#### [PROBLEM TO WORK ON]
Print the first line of the records below and every line after it, up to and including the line with "b: &PvCoordinates<T>) ->". Print nothing else.

#### [SUPPLIED DATA]
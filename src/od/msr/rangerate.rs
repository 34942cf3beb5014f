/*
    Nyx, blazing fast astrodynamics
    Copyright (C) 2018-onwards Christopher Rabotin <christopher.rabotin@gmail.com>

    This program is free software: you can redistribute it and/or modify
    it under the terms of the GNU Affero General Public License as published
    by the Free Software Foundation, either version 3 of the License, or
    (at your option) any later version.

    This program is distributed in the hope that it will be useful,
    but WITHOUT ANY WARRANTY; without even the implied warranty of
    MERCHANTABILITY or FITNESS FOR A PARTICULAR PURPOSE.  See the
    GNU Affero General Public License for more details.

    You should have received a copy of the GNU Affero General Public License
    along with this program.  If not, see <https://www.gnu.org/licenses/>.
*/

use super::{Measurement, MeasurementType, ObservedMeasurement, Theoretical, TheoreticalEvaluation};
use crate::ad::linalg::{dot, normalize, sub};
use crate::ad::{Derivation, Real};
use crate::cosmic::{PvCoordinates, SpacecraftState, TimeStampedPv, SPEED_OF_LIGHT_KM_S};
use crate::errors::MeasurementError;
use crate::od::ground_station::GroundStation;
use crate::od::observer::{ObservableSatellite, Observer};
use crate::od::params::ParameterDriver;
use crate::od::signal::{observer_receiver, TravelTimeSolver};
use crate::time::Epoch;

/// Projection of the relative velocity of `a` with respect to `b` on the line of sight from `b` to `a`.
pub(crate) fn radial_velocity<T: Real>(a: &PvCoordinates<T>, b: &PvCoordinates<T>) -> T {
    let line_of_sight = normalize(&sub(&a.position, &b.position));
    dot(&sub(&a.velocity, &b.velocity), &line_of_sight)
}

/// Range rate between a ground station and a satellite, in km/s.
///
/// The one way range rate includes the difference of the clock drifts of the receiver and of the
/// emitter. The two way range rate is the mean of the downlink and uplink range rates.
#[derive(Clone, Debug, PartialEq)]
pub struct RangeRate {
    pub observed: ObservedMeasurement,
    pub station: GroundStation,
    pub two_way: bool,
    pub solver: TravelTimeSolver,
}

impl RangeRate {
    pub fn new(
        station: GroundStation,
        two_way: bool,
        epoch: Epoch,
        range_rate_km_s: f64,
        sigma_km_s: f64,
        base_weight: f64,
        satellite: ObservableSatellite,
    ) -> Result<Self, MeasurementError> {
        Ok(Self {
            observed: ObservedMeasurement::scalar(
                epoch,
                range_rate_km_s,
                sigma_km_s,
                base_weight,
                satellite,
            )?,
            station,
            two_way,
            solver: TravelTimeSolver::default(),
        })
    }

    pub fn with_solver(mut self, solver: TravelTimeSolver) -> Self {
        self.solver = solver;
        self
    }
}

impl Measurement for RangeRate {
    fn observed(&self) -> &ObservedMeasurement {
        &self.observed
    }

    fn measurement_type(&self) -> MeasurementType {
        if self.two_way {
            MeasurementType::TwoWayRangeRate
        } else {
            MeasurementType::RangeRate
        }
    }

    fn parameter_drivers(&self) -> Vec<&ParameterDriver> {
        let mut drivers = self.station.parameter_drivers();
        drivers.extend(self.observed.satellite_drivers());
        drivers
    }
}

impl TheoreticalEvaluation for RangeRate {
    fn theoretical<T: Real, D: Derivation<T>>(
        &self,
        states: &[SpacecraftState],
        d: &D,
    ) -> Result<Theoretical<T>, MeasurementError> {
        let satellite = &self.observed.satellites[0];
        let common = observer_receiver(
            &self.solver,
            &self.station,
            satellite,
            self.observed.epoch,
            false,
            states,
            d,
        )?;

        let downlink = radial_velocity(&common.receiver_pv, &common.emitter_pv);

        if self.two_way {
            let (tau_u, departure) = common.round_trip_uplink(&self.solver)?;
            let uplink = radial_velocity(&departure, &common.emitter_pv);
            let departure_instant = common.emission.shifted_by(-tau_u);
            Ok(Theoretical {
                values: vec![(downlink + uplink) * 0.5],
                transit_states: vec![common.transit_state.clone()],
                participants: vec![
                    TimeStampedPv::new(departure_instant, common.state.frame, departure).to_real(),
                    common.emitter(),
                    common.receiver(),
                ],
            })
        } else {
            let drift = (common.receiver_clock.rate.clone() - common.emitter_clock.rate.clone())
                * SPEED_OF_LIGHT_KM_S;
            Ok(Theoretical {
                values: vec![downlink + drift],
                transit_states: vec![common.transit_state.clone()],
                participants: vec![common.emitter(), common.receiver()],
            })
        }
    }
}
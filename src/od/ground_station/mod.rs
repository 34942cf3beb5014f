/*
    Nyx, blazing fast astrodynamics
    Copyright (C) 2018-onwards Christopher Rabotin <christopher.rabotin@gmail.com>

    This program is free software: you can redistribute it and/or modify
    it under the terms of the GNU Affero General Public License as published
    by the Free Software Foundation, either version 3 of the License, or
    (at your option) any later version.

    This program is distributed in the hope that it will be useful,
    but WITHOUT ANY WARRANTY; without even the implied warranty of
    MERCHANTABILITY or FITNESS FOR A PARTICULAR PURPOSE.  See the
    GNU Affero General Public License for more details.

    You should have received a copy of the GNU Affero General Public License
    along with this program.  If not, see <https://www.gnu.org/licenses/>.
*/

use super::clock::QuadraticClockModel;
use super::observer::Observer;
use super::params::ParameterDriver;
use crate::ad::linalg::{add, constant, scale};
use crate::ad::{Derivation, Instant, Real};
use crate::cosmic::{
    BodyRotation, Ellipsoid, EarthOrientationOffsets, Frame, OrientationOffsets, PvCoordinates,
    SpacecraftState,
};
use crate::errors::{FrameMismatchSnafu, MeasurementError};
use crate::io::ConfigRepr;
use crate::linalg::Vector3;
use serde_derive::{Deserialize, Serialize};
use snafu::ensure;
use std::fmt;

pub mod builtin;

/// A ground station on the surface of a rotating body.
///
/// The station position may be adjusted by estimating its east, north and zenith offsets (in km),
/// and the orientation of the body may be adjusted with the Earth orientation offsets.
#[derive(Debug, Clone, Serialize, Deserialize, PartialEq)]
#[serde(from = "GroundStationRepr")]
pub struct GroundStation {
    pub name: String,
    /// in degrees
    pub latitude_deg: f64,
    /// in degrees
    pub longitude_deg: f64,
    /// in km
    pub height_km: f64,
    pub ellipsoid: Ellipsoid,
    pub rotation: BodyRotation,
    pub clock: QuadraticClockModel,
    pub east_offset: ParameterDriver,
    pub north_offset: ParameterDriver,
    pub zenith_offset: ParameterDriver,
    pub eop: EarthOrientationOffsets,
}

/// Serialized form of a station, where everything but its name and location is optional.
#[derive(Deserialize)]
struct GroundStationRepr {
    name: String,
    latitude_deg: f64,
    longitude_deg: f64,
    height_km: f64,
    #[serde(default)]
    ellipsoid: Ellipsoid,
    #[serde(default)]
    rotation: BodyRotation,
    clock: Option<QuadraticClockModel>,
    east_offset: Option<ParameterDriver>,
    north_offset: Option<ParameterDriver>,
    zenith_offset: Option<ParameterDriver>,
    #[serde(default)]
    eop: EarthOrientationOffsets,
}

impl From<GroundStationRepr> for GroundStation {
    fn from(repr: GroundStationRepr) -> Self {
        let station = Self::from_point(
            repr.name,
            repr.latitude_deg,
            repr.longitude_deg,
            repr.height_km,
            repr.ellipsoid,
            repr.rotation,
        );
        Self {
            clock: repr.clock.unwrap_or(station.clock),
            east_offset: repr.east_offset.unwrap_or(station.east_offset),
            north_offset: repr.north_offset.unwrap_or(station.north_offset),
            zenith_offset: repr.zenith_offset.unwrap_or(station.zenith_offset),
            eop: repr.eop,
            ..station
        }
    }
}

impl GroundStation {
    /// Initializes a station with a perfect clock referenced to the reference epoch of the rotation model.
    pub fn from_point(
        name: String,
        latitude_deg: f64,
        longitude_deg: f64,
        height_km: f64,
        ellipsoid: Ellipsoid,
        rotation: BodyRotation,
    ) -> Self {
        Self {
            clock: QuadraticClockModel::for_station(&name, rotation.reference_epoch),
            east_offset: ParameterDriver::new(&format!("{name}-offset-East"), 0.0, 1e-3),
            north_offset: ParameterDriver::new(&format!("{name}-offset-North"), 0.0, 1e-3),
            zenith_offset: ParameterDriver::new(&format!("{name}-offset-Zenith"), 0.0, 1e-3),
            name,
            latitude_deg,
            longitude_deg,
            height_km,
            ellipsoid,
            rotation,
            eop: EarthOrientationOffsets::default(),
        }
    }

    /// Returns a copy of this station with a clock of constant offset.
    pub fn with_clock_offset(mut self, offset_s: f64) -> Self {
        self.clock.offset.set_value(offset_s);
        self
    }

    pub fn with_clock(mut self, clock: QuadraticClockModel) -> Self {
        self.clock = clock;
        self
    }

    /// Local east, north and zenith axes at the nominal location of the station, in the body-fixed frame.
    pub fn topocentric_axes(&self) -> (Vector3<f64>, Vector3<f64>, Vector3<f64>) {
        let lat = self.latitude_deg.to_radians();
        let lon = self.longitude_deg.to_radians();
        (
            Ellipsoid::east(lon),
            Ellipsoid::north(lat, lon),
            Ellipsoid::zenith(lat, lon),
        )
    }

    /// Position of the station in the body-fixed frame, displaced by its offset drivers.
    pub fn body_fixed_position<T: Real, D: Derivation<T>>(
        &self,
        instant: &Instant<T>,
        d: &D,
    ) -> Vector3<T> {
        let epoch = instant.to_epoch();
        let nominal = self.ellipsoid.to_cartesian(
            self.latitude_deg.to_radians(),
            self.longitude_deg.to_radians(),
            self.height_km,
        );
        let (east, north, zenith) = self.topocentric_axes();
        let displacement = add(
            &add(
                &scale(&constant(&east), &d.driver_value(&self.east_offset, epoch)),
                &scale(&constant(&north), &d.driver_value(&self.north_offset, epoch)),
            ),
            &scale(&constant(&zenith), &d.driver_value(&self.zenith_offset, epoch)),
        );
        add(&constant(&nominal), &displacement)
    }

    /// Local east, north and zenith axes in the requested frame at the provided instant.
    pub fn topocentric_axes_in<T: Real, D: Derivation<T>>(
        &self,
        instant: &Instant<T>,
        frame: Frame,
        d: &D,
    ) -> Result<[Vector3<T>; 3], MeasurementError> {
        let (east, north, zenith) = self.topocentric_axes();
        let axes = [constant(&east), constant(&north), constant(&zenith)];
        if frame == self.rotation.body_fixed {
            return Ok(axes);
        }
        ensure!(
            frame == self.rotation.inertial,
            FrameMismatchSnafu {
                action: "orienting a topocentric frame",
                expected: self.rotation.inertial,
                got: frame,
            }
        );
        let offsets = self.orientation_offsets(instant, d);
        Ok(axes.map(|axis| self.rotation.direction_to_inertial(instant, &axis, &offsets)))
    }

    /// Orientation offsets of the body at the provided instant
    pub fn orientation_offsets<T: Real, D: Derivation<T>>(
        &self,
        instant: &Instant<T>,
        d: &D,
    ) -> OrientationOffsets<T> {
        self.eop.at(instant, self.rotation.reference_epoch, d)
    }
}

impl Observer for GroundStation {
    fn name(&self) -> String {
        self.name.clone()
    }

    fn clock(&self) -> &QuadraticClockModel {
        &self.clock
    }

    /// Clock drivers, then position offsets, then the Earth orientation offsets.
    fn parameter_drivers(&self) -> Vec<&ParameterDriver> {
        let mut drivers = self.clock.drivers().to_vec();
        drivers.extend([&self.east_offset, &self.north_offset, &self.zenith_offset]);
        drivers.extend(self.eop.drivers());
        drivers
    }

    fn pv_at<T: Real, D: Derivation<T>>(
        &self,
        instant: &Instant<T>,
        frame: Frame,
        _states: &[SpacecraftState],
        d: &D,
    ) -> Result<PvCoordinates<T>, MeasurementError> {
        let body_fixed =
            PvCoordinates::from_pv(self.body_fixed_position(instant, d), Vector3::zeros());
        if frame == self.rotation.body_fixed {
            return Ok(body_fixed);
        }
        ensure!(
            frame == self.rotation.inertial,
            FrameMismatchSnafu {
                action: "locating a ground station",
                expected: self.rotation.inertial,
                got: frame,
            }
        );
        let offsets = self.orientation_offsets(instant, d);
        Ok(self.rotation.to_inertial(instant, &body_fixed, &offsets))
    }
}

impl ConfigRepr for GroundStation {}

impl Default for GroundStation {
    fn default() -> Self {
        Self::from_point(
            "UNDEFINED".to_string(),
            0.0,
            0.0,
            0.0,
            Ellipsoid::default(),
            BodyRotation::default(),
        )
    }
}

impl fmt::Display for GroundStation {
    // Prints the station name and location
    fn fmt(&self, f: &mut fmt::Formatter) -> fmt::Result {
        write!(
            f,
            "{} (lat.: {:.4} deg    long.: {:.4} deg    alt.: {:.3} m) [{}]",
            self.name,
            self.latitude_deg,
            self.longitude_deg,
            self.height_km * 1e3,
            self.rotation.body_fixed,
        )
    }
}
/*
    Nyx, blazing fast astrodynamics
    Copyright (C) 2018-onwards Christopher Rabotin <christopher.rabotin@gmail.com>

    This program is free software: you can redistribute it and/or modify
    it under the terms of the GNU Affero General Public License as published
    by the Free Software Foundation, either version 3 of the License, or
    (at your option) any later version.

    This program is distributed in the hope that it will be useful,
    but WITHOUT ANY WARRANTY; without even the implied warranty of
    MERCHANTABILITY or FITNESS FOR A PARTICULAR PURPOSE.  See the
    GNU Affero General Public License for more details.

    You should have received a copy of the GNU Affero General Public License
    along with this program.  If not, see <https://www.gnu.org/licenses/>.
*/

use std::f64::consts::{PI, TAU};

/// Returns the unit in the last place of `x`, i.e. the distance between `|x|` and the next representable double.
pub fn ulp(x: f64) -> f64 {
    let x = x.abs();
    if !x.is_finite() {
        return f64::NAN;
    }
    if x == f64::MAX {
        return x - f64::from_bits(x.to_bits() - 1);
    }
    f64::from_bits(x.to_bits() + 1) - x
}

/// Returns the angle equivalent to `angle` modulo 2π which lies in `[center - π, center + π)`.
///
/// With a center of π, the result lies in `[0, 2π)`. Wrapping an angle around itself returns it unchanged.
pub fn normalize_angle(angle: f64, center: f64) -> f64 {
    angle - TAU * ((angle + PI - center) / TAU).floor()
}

#### [RESPONSE TO THIS TASK]
filename src/od/msr/rangerate.rs
repository 34942cf3beb5014f
/*
    Nyx, blazing fast astrodynamics
    Copyright (C) 2018-onwards Christopher Rabotin <christopher.rabotin@gmail.com>

    This program is free software: you can redistribute it and/or modify
    it under the terms of the GNU Affero General Public License as published
    by the Free Software Foundation, either version 3 of the License, or
    (at your option) any later version.

    This program is distributed in the hope that it will be useful,
    but WITHOUT ANY WARRANTY; without even the implied warranty of
    MERCHANTABILITY or FITNESS FOR A PARTICULAR PURPOSE.  See the
    GNU Affero General Public License for more details.

    You should have received a copy of the GNU Affero General Public License
    along with this program.  If not, see <https://www.gnu.org/licenses/>.
*/

use super::{Measurement, MeasurementType, ObservedMeasurement, Theoretical, TheoreticalEvaluation};
use crate::ad::linalg::{dot, normalize, sub};
use crate::ad::{Derivation, Real};
use crate::cosmic::{PvCoordinates, SpacecraftState, TimeStampedPv, SPEED_OF_LIGHT_KM_S};
use crate::errors::MeasurementError;
use crate::od::ground_station::GroundStation;
use crate::od::observer::{ObservableSatellite, Observer};
use crate::od::params::ParameterDriver;
use crate::od::signal::{observer_receiver, TravelTimeSolver};
use crate::time::Epoch;

/// Projection of the relative velocity of `a` with respect to `b` on the line of sight from `b` to `a`.
pub(crate) fn radial_velocity<T: Real>(a: &PvCoordinates<T>, b: &PvCoordinates<T>) -> T {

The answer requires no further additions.